Now let’s try using all seven variables to define the clusters.

```
# estimate clusters
km2 = kmeans(stdX,2)
# plot clusters pver mpg and horsepower
plot(mpg, horsepower, col=km2$cluster)
```

The plot looks similar: even when we use all variables, the first group of cars (black observations) have a low mpg and high horsepower while the second group (red observations) have a high mpg and low horsepower.

The plot above only shows the clustering solution with respect to two variables (mpg and horsepower). To examine how the clusters are defined over all variables, we can use the `pairs( )`

function.

Lastly, we can explore clustering solutions for different values of \(k\). For simplicity, we will only examine the clusters for the mpg and horsepower variables.

```
# estimate clusters
km3 = kmeans(stdX,3)
km4 = kmeans(stdX,4)
km5 = kmeans(stdX,5)
# plot clusters over mpg and horsepower
par(mfrow=c(2,2), mar=c(4.1,4.1,2.1,2.1))
plot(mpg, horsepower, col=km2$cluster)
plot(mpg, horsepower, col=km3$cluster)
plot(mpg, horsepower, col=km4$cluster)
plot(mpg, horsepower, col=km5$cluster)
```

As \(k\) increases, we get a more granular picture of car segments. However, the problem of interpretation becomes more difficult: What is it that actually differentiates these clusters from each other? We are only plotting the data over two variables, but the other variables also contribute in the determination of cluster assignments.

Moreover, how should we determine an appropriate value of \(k\)? Hierachical clustering provides a partial solution.

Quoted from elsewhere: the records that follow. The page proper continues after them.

// src/remote_classifier.rs
//
// Second-opinion classification of sonar marks by a hosted vision model.
//
// The largest detection is cropped, downscaled, JPEG-encoded and sent as a
// base64 data URI inside an OpenAI-compatible chat-completions request.
// The model answers with `CLASS:` / `CONFIDENCE:` / `REASONING:` lines.
//
// Every failure (no key, encode error, transport, HTTP status, timeout,
// unparseable body) degrades to an `unknown` result; nothing here can stall
// or fail the frame loop.

use async_trait::async_trait;
use base64::Engine;
use image::codecs::jpeg::JpegEncoder;
use image::imageops::FilterType;
use image::DynamicImage;
use serde::{Deserialize, Serialize};
use std::sync::Arc;
use std::time::Duration;
use thiserror::Error;
use tokio::task::JoinHandle;
use tracing::{debug, info, warn};
use uuid::Uuid;

use crate::config::{duration_from_secs, DEFAULT_CLASSIFIER_TIMEOUT};
use crate::types::{
    BoundingBox, ClassificationLabel, ClassificationResult, ClassifierConfig, Detection,
};

const PROMPT: &str = "Analyze this sonar/fishfinder image and classify what you see.

Focus on identifying:
- school: Clear fish school or multiple fish arches (bright clustered marks)
- debris: Scattered objects, likely non-fish (vegetation, structure fragments)
- thermocline: Horizontal band/layer (temperature boundary)
- unknown: Unclear or empty

Respond in this exact format:
CLASS: <school|debris|thermocline|unknown>
CONFIDENCE: <0.0-1.0>
REASONING: <brief 1-sentence explanation>

Be conservative with fish classifications - only say \"school\" if you see clear arches or clusters.";

const TEMPERATURE: f32 = 0.3;
const MAX_TOKENS: u32 = 300;

// ============================================================================
// ERRORS
// ============================================================================

#[derive(Debug, Error)]
pub enum ClassifierError {
    #[error("classifier disabled: {0}")]
    Disabled(String),
    #[error("image encoding failed: {0}")]
    Encode(#[from] image::ImageError),
    #[error("request failed: {0}")]
    Transport(#[from] reqwest::Error),
    #[error("API error {status}: {body}")]
    Status { status: u16, body: String },
    #[error("request timed out after {0:?}")]
    Timeout(Duration),
    #[error("unparseable response: {0}")]
    Parse(String),
}

impl ClassifierError {
    /// Short reason carried into the `unknown` result.
    pub fn reason(&self) -> String {
        match self {
            Self::Disabled(_) => "Classifier not configured".to_string(),
            Self::Encode(e) => format!("Encoding error: {}", e),
            Self::Transport(e) => format!("Request error: {}", e),
            Self::Status { status, .. } => format!("API error {}", status),
            Self::Timeout(_) => "Request timeout".to_string(),
            Self::Parse(_) => "Parse error".to_string(),
        }
    }
}

// ============================================================================
// REQUEST
// ============================================================================

/// Image region queued for classification.
#[derive(Debug, Clone)]
pub struct ClassificationRequest {
    pub id: Uuid,
    pub frame_index: u64,
    /// Already cropped to `crop` when one is set.
    pub image: DynamicImage,
    pub crop: Option<BoundingBox>,
}

impl ClassificationRequest {
    pub fn new(frame_index: u64, image: DynamicImage, crop: Option<BoundingBox>) -> Self {
        let image = match crop {
            Some(b) => crop_clamped(&image, b).unwrap_or(image),
            None => image,
        };
        Self {
            id: Uuid::new_v4(),
            frame_index,
            image,
            crop,
        }
    }

    /// Crop the frame to the largest detection by area; whole frame when
    /// there are none.
    pub fn for_detections(frame_index: u64, image: &DynamicImage, detections: &[Detection]) -> Self {
        let crop = largest_detection(detections).map(|d| d.bbox);
        Self::new(frame_index, image.clone(), crop)
    }
}

pub fn largest_detection(detections: &[Detection]) -> Option<&Detection> {
    detections
        .iter()
        .max_by(|a, b| a.area.partial_cmp(&b.area).unwrap_or(std::cmp::Ordering::Equal))
}

fn crop_clamped(image: &DynamicImage, bbox: BoundingBox) -> Option<DynamicImage> {
    if bbox.x >= image.width() || bbox.y >= image.height() {
        return None;
    }
    let w = bbox.w.min(image.width() - bbox.x);
    let h = bbox.h.min(image.height() - bbox.y);
    if w == 0 || h == 0 {
        return None;
    }
    Some(image.crop_imm(bbox.x, bbox.y, w, h))
}

// ============================================================================
// CLASSIFIER SEAM
// ============================================================================

#[async_trait]
pub trait RemoteClassifier: Send + Sync {
    /// False when queries would fail immediately (e.g. no credentials).
    fn is_available(&self) -> bool;

    async fn classify(
        &self,
        request: ClassificationRequest,
    ) -> Result<ClassificationResult, ClassifierError>;
}

/// Run `classify` on its own task bounded by `timeout`. Dropping or
/// aborting the handle abandons the query.
pub fn spawn_classification(
    classifier: Arc<dyn RemoteClassifier>,
    request: ClassificationRequest,
    timeout: Duration,
) -> JoinHandle<Result<ClassificationResult, ClassifierError>> {
    tokio::spawn(async move {
        let id = request.id;
        let outcome = match tokio::time::timeout(timeout, classifier.classify(request)).await {
            Ok(result) => result,
            Err(_) => Err(ClassifierError::Timeout(timeout)),
        };
        if let Ok(result) = &outcome {
            debug!(
                "Classification {}: {} ({:.2})",
                id,
                result.label.as_str(),
                result.confidence
            );
        }
        outcome
    })
}

/// Collapse a classifier outcome into a result, logging failures.
pub fn or_unknown(outcome: Result<ClassificationResult, ClassifierError>) -> ClassificationResult {
    match outcome {
        Ok(result) => result,
        Err(e @ ClassifierError::Disabled(_)) => {
            debug!("Classification skipped: {}", e);
            ClassificationResult::unknown(e.reason())
        }
        Err(e) => {
            warn!("Classification failed: {}", e);
            ClassificationResult::unknown(e.reason())
        }
    }
}

// ============================================================================
// VISION CLIENT
// ============================================================================

#[derive(Debug, Serialize)]
struct ChatRequest<'a> {
    model: &'a str,
    messages: Vec<ChatMessage>,
    max_tokens: u32,
    temperature: f32,
}

#[derive(Debug, Serialize)]
struct ChatMessage {
    role: &'static str,
    content: Vec<ContentPart>,
}

#[derive(Debug, Serialize)]
#[serde(tag = "type", rename_all = "snake_case")]
enum ContentPart {
    Text { text: String },
    ImageUrl { image_url: ImageUrl },
}

#[derive(Debug, Serialize)]
struct ImageUrl {
    url: String,
}

#[derive(Debug, Deserialize)]
struct ChatResponse {
    choices: Vec<Choice>,
}

#[derive(Debug, Deserialize)]
struct Choice {
    message: ResponseMessage,
}

#[derive(Debug, Deserialize)]
struct ResponseMessage {
    content: String,
}

/// Handle to the hosted vision model, built once at startup.
pub struct VisionContext {
    http_client: reqwest::Client,
    endpoint: String,
    model_id: String,
    api_key: Option<String>,
    request_timeout: Duration,
    max_image_size: u32,
    jpeg_quality: u8,
}

impl VisionContext {
    /// Reads the API key from the environment variable named in the config.
    pub fn from_config(config: &ClassifierConfig) -> Result<Self, ClassifierError> {
        let api_key = std::env::var(&config.api_key_env)
            .ok()
            .filter(|k| !k.trim().is_empty());
        Self::new(config, api_key)
    }

    pub fn new(config: &ClassifierConfig, api_key: Option<String>) -> Result<Self, ClassifierError> {
        let request_timeout =
            duration_from_secs(config.timeout_sec.max(0.1), DEFAULT_CLASSIFIER_TIMEOUT);
        let http_client = reqwest::Client::builder()
            .timeout(request_timeout)
            .build()?;

        if api_key.is_none() {
            warn!(
                "{} not set; vision classification disabled",
                config.api_key_env
            );
        } else {
            info!("✓ Vision classifier ready ({})", config.model_id);
        }

        Ok(Self {
            http_client,
            endpoint: config.endpoint.clone(),
            model_id: config.model_id.clone(),
            api_key,
            request_timeout,
            max_image_size: config.max_image_size,
            jpeg_quality: config.jpeg_quality,
        })
    }

    fn build_request(&self, data_uri: String) -> ChatRequest<'_> {
        ChatRequest {
            model: &self.model_id,
            messages: vec![ChatMessage {
                role: "user",
                content: vec![
                    ContentPart::Text {
                        text: PROMPT.to_string(),
                    },
                    ContentPart::ImageUrl {
                        image_url: ImageUrl { url: data_uri },
                    },
                ],
            }],
            max_tokens: MAX_TOKENS,
            temperature: TEMPERATURE,
        }
    }
}

#[async_trait]
impl RemoteClassifier for VisionContext {
    fn is_available(&self) -> bool {
        self.api_key.is_some()
    }

    async fn classify(
        &self,
        request: ClassificationRequest,
    ) -> Result<ClassificationResult, ClassifierError> {
        let Some(api_key) = self.api_key.as_deref() else {
            return Err(ClassifierError::Disabled("no API key".to_string()));
        };

        let data_uri = encode_data_uri(&request.image, self.max_image_size, self.jpeg_quality)?;
        let body = self.build_request(data_uri);

        debug!(
            "🌐 Classification {} (frame {}, crop={:?}) -> {}",
            request.id, request.frame_index, request.crop, self.endpoint
        );

        let response = self
            .http_client
            .post(&self.endpoint)
            .bearer_auth(api_key)
            .header("X-Request-Id", request.id.to_string())
            .json(&body)
            .send()
            .await
            .map_err(|e| {
                if e.is_timeout() {
                    ClassifierError::Timeout(self.request_timeout)
                } else {
                    ClassifierError::Transport(e)
                }
            })?;

        let status = response.status();
        if !status.is_success() {
            let body = response
                .text()
                .await
                .unwrap_or_else(|_| "<no body>".to_string());
            return Err(ClassifierError::Status {
                status: status.as_u16(),
                body,
            });
        }

        let parsed: ChatResponse = response
            .json()
            .await
            .map_err(|e| ClassifierError::Parse(e.to_string()))?;
        let content = parsed
            .choices
            .into_iter()
            .next()
            .map(|c| c.message.content)
            .ok_or_else(|| ClassifierError::Parse("no choices".to_string()))?;

        Ok(parse_response(&content))
    }
}

/// A classifier that is never available.
pub struct DisabledClassifier;

#[async_trait]
impl RemoteClassifier for DisabledClassifier {
    fn is_available(&self) -> bool {
        false
    }

    async fn classify(
        &self,
        _request: ClassificationRequest,
    ) -> Result<ClassificationResult, ClassifierError> {
        Err(ClassifierError::Disabled("disabled by configuration".to_string()))
    }
}

// ============================================================================
// ENCODING / PARSING
// ============================================================================

/// Downscale so the longest side is at most `max_size`, then JPEG + base64.
pub fn encode_data_uri(
    image: &DynamicImage,
    max_size: u32,
    quality: u8,
) -> Result<String, ClassifierError> {
    let longest = image.width().max(image.height());
    let resized;
    let image = if max_size > 0 && longest > max_size {
        let scale = max_size as f64 / longest as f64;
        let w = ((image.width() as f64 * scale) as u32).max(1);
        let h = ((image.height() as f64 * scale) as u32).max(1);
        resized = image.resize_exact(w, h, FilterType::Triangle);
        &resized
    } else {
        image
    };

    let rgb = image.to_rgb8();
    let mut jpeg = Vec::new();
    JpegEncoder::new_with_quality(&mut jpeg, quality.clamp(1, 100)).encode_image(&rgb)?;

    let encoded = base64::engine::general_purpose::STANDARD.encode(&jpeg);
    Ok(format!("data:image/jpeg;base64,{}", encoded))
}

/// Line-oriented `key: value` parse. Unknown classes stay `unknown`,
/// confidence is clamped to `[0, 1]`, malformed numbers are ignored.
pub fn parse_response(content: &str) -> ClassificationResult {
    let mut result = ClassificationResult::unknown("");

    for line in content.lines() {
        let Some((key, value)) = line.trim().split_once(':') else {
            continue;
        };
        let value = value.trim();
        match key.trim().to_lowercase().as_str() {
            "class" => {
                if let Some(label) = ClassificationLabel::parse(value) {
                    result.label = label;
                }
            }
            "confidence" => {
                if let Ok(conf) = value.parse::<f32>() {
                    if conf.is_finite() {
                        result.confidence = conf.clamp(0.0, 1.0);
                    }
                }
            }
            "reasoning" => result.reasoning = value.to_string(),
            _ => {}
        }
    }
    result
}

## 8.2 Hierarchical Clustering

Hierarchical clustering addresses the issue of having to choose the number of clusters \(k\), and instead considers a sequence of clusters from \(k = 1,\dotsc,n\). We’ll use the `hclust( )`

function and `dendextend`

package to fit and plot the output from hierarchical clustering models.

```
# estimate clusters
hc = hclust(dist(X))
# plot clusters
dend = as.dendrogram(hc)
labels_cex(dend) = .25
plot(dend)
```

Because we have a few hundred observations, the plot – which called a “dendrogram” – becomes difficult to read and interpret on a small scale (meaning we would need a much larger plotting window!).

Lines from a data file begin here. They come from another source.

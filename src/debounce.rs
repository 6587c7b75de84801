// src/debounce.rs
//
// Suppresses near-duplicate cues spoken in quick succession.

use crate::config::duration_from_secs;
use crate::types::SpeechConfig;
use std::collections::HashSet;
use std::time::{Duration, Instant};

const DEFAULT_WINDOW: Duration = Duration::from_millis(2500);

pub struct Debouncer {
    window: Duration,
    similarity_threshold: f64,
    last: Option<(String, Instant)>,
}

impl Debouncer {
    pub fn new(debounce_sec: f64, similarity_threshold: f64) -> Self {
        Self {
            window: duration_from_secs(debounce_sec.max(0.0), DEFAULT_WINDOW),
            similarity_threshold,
            last: None,
        }
    }

    pub fn from_config(config: &SpeechConfig) -> Self {
        Self::new(config.debounce_sec, config.similarity_threshold)
    }

    pub fn should_speak(&mut self, text: &str) -> bool {
        self.should_speak_at(text, Instant::now())
    }

    /// Suppress `text` when the last spoken cue is both recent and similar.
    /// Only an allowed cue updates the remembered text and time.
    pub fn should_speak_at(&mut self, text: &str, now: Instant) -> bool {
        if let Some((last_text, last_time)) = &self.last {
            let recent = now.saturating_duration_since(*last_time) < self.window;
            if recent && similarity(text, last_text) >= self.similarity_threshold {
                return false;
            }
        }

        self.last = Some((text.to_string(), now));
        true
    }
}

/// Jaccard overlap of lower-cased whitespace tokens. Empty text scores 0.
pub fn similarity(a: &str, b: &str) -> f64 {
    let lower_a = a.to_lowercase();
    let lower_b = b.to_lowercase();
    let ta: HashSet<&str> = lower_a.split_whitespace().collect();
    let tb: HashSet<&str> = lower_b.split_whitespace().collect();

    if ta.is_empty() || tb.is_empty() {
        return 0.0;
    }
    let shared = ta.intersection(&tb).count();
    let union = ta.union(&tb).count();
    shared as f64 / union as f64
}

#[cfg(test)]
mod tests {
    use super::*;

    const CUE: &str = "Large, tight school around 55 feet. Drop to 55 and hold.";

    #[test]
    fn test_first_message_always_allowed() {
        let mut d = Debouncer::new(2.5, 0.8);
        assert!(d.should_speak_at(CUE, Instant::now()));
        assert_eq!(d.last.as_ref().map(|(t, _)| t.as_str()), Some(CUE));
    }

    #[test]
    fn test_repeat_within_window_suppressed() {
        let mut d = Debouncer::new(2.5, 0.8);
        let t0 = Instant::now();
        assert!(d.should_speak_at(CUE, t0));
        assert!(!d.should_speak_at(CUE, t0 + Duration::from_millis(500)));
        assert!(!d.should_speak_at(CUE, t0 + Duration::from_millis(2400)));
    }

    #[test]
    fn test_repeat_after_window_allowed() {
        let mut d = Debouncer::new(2.5, 0.8);
        let t0 = Instant::now();
        assert!(d.should_speak_at(CUE, t0));
        assert!(d.should_speak_at(CUE, t0 + Duration::from_millis(2600)));
    }

    #[test]
    fn test_suppression_does_not_refresh_window() {
        let mut d = Debouncer::new(2.5, 0.8);
        let t0 = Instant::now();
        assert!(d.should_speak_at(CUE, t0));
        assert!(!d.should_speak_at(CUE, t0 + Duration::from_secs(2)));
        // Measured from t0, not from the suppressed attempt.
        assert!(d.should_speak_at(CUE, t0 + Duration::from_secs(3)));
    }

    #[test]
    fn test_different_message_allowed_within_window() {
        let mut d = Debouncer::new(2.5, 0.8);
        let t0 = Instant::now();
        assert!(d.should_speak_at(CUE, t0));
        assert!(d.should_speak_at(
            "Likely debris - ignore for now.",
            t0 + Duration::from_millis(100)
        ));
    }

    #[test]
    fn test_unusable_window_falls_back_to_default() {
        assert_eq!(Debouncer::new(f64::INFINITY, 0.8).window, DEFAULT_WINDOW);
        assert_eq!(Debouncer::new(f64::NAN, 0.8).window, Duration::ZERO);
        assert_eq!(Debouncer::new(-3.0, 0.8).window, Duration::ZERO);
    }

    #[test]
    fn test_similarity() {
        assert_eq!(similarity("a b c", "A B C"), 1.0);
        assert_eq!(similarity("", ""), 0.0);
        assert_eq!(similarity("a", ""), 0.0);
        assert!((similarity("a b c d", "a b c e") - 0.6).abs() < 1e-9);
    }

    #[test]
    fn test_empty_text_never_similar() {
        let mut d = Debouncer::new(2.5, 0.8);
        let t0 = Instant::now();
        assert!(d.should_speak_at("", t0));
        assert!(d.should_speak_at("", t0 + Duration::from_millis(10)));
    }
}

Suppose we were interested in a two group clustering solution. Then we can simply color the dendrogram based on the first split.

```
dend = as.dendrogram(hc)
dend = color_labels(dend,k=2)
dend = color_branches(dend,k=2)
labels_cex(dend) = .25
plot(dend)
```

We can do the same for a larger number of groups, too.

```
dend = as.dendrogram(hc)
dend = color_labels(dend,k=10)
dend = color_branches(dend,k=10)
labels_cex(dend) = .25
plot(dend)
```

Notice that when interpreting a dendrogram, the analyst must still “choose” \(k\), so the problem still hasn’t really gone away. The only benefit with hierarchical clustering methods is that the analyst can quickly and easily examine the landscape of clustering solutions to understand how the value of \(k\) impacts different clustering solutions.